Data for this exercise:
--- --- ---

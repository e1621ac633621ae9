//! Bookstore and inventory endpoints

use axum::{
    extract::{Path, State},
    http::StatusCode,
    Json,
};

use crate::{
    error::AppResult,
    models::bookstore::{BookInventory, Bookstore, CreateBookInventory, CreateBookstore},
};

use super::parse_id;

/// Create a bookstore
#[utoipa::path(
    post,
    path = "/bookstores",
    tag = "bookstores",
    request_body = CreateBookstore,
    responses(
        (status = 201, description = "Bookstore created", body = Bookstore),
        (status = 400, description = "Invalid input")
    )
)]
pub async fn create_bookstore(
    State(state): State<crate::AppState>,
    Json(data): Json<CreateBookstore>,
) -> AppResult<(StatusCode, Json<Bookstore>)> {
    let bookstore = state.services.bookstores.create(data).await?;
    Ok((StatusCode::CREATED, Json(bookstore)))
}

/// Get a bookstore by ID
#[utoipa::path(
    get,
    path = "/bookstores/{id}",
    tag = "bookstores",
    params(("id" = String, Path, description = "Bookstore ID")),
    responses(
        (status = 200, description = "Bookstore details", body = Bookstore),
        (status = 404, description = "Bookstore not found")
    )
)]
pub async fn get_bookstore(
    State(state): State<crate::AppState>,
    Path(id): Path<String>,
) -> AppResult<Json<Bookstore>> {
    let id = parse_id(&id, "bookstore")?;
    let bookstore = state.services.bookstores.get_by_id(id).await?;
    Ok(Json(bookstore))
}

/// Add a stock line to a bookstore
#[utoipa::path(
    post,
    path = "/bookstores/{id}/inventory",
    tag = "bookstores",
    params(("id" = String, Path, description = "Bookstore ID")),
    request_body = CreateBookInventory,
    responses(
        (status = 201, description = "Inventory added", body = BookInventory),
        (status = 400, description = "Invalid input")
    )
)]
pub async fn add_inventory(
    State(state): State<crate::AppState>,
    Path(id): Path<String>,
    Json(data): Json<CreateBookInventory>,
) -> AppResult<(StatusCode, Json<BookInventory>)> {
    let id = parse_id(&id, "bookstore")?;
    let inventory = state.services.bookstores.add_inventory(id, data).await?;
    Ok((StatusCode::CREATED, Json(inventory)))
}

/// List the stock lines of a bookstore
#[utoipa::path(
    get,
    path = "/bookstores/{id}/inventory",
    tag = "bookstores",
    params(("id" = String, Path, description = "Bookstore ID")),
    responses(
        (status = 200, description = "Inventory lines", body = Vec<BookInventory>),
        (status = 404, description = "No inventories found for this bookstore")
    )
)]
pub async fn list_inventory(
    State(state): State<crate::AppState>,
    Path(id): Path<String>,
) -> AppResult<Json<Vec<BookInventory>>> {
    let id = parse_id(&id, "bookstore")?;
    let inventory = state.services.bookstores.list_inventory(id).await?;
    Ok(Json(inventory))
}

--- --- ---

Print the data again exactly.

Response to this task:
repository e1621ac633621ae9
//! Bookstore and inventory endpoints

use axum::{
    extract::{Path, State},
    http::StatusCode,
    Json,
};

use crate::{
    error::AppResult,
    models::bookstore::{BookInventory, Bookstore, CreateBookInventory, CreateBookstore},
};

use super::parse_id;

/// Create a bookstore
#[utoipa::path(
    post,
    path = "/bookstores",
    tag = "bookstores",
    request_body = CreateBookstore,
    responses(
        (status = 201, description = "Bookstore created", body = Bookstore),
        (status = 400, description = "Invalid input")
    )
)]
pub async fn create_bookstore(
    State(state): State<crate::AppState>,
    Json(data): Json<CreateBookstore>,
) -> AppResult<(StatusCode, Json<Bookstore>)> {
    let bookstore = state.services.bookstores.create(data).await?;
    Ok((StatusCode::CREATED, Json(bookstore)))
}

/// Get a bookstore by ID
#[utoipa::path(
    get,
    path = "/bookstores/{id}",
    tag = "bookstores",
    params(("id" = String, Path, description = "Bookstore ID")),
    responses(
        (status = 200, description = "Bookstore details", body = Bookstore),
        (status = 404, description = "Bookstore not found")
    )
)]
pub async fn get_bookstore(
    State(state): State<crate::AppState>,
    Path(id): Path<String>,
) -> AppResult<Json<Bookstore>> {
    let id = parse_id(&id, "bookstore")?;
    let bookstore = state.services.bookstores.get_by_id(id).await?;
    Ok(Json(bookstore))
}

/// Add a stock line to a bookstore
#[utoipa::path(
    post,
    path = "/bookstores/{id}/inventory",
    tag = "bookstores",
    params(("id" = String, Path, description = "Bookstore ID")),
    request_body = CreateBookInventory,
    responses(
        (status = 201, description = "Inventory added", body = BookInventory),
        (status = 400, description = "Invalid input")
    )
)]
pub async fn add_inventory(
    State(state): State<crate::AppState>,
    Path(id): Path<String>,
    Json(data): Json<CreateBookInventory>,
) -> AppResult<(StatusCode, Json<BookInventory>)> {
    let id = parse_id(&id, "bookstore")?;
    let inventory = state.services.bookstores.add_inventory(id, data).await?;
    Ok((StatusCode::CREATED, Json(inventory)))
}

/// List the stock lines of a bookstore
#[utoipa::path(
    get,
    path = "/bookstores/{id}/inventory",
    tag = "bookstores",
    params(("id" = String, Path, description = "Bookstore ID")),
    responses(
        (status = 200, description = "Inventory lines", body = Vec<BookInventory>),
        (status = 404, description = "No inventories found for this bookstore")
    )
)]
pub async fn list_inventory(
    State(state): State<crate::AppState>,
    Path(id): Path<String>,
) -> AppResult<Json<Vec<BookInventory>>> {
    let id = parse_id(&id, "bookstore")?;
    let inventory = state.services.bookstores.list_inventory(id).await?;
    Ok(Json(inventory))
}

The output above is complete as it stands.